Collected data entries
************

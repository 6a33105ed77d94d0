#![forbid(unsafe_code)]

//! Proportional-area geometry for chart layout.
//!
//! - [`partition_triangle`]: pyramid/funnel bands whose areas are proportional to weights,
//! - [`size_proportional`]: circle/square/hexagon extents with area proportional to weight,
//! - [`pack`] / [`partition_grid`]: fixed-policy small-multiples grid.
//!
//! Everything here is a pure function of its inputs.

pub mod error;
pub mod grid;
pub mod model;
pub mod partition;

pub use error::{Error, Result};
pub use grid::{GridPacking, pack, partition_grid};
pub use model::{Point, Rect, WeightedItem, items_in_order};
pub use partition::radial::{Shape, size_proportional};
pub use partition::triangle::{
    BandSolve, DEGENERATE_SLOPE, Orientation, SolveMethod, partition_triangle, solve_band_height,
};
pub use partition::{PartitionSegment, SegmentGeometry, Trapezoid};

************

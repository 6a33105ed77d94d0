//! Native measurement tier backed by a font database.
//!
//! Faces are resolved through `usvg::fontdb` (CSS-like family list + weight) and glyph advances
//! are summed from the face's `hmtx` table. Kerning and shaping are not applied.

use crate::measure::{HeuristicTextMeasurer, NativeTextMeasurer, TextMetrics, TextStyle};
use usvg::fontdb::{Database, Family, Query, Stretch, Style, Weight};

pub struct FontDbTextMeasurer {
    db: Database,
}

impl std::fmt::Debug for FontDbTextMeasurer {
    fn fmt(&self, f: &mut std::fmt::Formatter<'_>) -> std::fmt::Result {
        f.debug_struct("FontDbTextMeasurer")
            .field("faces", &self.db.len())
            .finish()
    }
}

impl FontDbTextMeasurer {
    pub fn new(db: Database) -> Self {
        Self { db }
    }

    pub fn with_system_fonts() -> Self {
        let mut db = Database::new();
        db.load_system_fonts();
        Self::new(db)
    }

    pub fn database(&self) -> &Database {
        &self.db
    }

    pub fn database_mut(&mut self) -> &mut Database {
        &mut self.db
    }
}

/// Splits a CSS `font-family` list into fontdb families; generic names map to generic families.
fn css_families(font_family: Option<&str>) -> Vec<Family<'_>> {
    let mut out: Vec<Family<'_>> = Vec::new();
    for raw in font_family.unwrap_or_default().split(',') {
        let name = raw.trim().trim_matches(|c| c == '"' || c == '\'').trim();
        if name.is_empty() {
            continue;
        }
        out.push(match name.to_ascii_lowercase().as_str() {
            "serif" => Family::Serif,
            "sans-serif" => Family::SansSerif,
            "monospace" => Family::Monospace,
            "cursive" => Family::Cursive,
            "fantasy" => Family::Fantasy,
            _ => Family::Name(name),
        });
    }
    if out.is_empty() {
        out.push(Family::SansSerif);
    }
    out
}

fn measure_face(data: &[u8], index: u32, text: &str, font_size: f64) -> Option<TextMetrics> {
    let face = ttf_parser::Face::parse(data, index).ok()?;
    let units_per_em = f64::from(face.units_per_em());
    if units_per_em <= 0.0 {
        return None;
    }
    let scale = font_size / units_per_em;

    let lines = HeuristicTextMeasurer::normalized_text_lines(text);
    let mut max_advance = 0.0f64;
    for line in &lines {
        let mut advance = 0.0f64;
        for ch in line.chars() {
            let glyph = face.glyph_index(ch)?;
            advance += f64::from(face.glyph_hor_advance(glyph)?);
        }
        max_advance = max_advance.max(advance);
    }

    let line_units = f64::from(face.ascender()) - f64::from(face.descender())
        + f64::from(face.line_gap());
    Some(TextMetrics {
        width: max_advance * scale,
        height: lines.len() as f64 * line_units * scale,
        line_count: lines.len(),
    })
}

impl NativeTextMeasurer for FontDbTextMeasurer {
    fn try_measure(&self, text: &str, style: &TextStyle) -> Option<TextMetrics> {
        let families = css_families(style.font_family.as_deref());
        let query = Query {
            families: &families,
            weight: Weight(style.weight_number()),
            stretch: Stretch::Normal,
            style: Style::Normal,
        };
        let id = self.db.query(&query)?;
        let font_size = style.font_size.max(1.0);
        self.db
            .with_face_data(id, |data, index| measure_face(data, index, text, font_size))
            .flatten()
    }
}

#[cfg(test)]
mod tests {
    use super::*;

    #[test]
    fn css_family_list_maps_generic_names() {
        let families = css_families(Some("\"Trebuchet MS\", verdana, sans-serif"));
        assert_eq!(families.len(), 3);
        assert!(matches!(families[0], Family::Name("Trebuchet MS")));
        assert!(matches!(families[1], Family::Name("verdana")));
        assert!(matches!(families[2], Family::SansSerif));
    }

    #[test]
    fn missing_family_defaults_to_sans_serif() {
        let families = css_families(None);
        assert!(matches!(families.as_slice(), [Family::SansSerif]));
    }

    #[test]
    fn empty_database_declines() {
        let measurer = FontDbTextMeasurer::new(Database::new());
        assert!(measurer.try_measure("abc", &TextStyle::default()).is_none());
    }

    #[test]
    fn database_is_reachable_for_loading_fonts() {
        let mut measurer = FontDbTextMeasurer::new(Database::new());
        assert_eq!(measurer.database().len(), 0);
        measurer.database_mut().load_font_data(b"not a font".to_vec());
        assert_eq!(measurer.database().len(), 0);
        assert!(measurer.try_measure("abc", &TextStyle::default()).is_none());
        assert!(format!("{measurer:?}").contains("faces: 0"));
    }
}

************

## EXERCISE:
If a line of the data contains the word "NativeTextMeasurer", it counts toward the total; state that total alone.

## YOUR RESPONSE:
2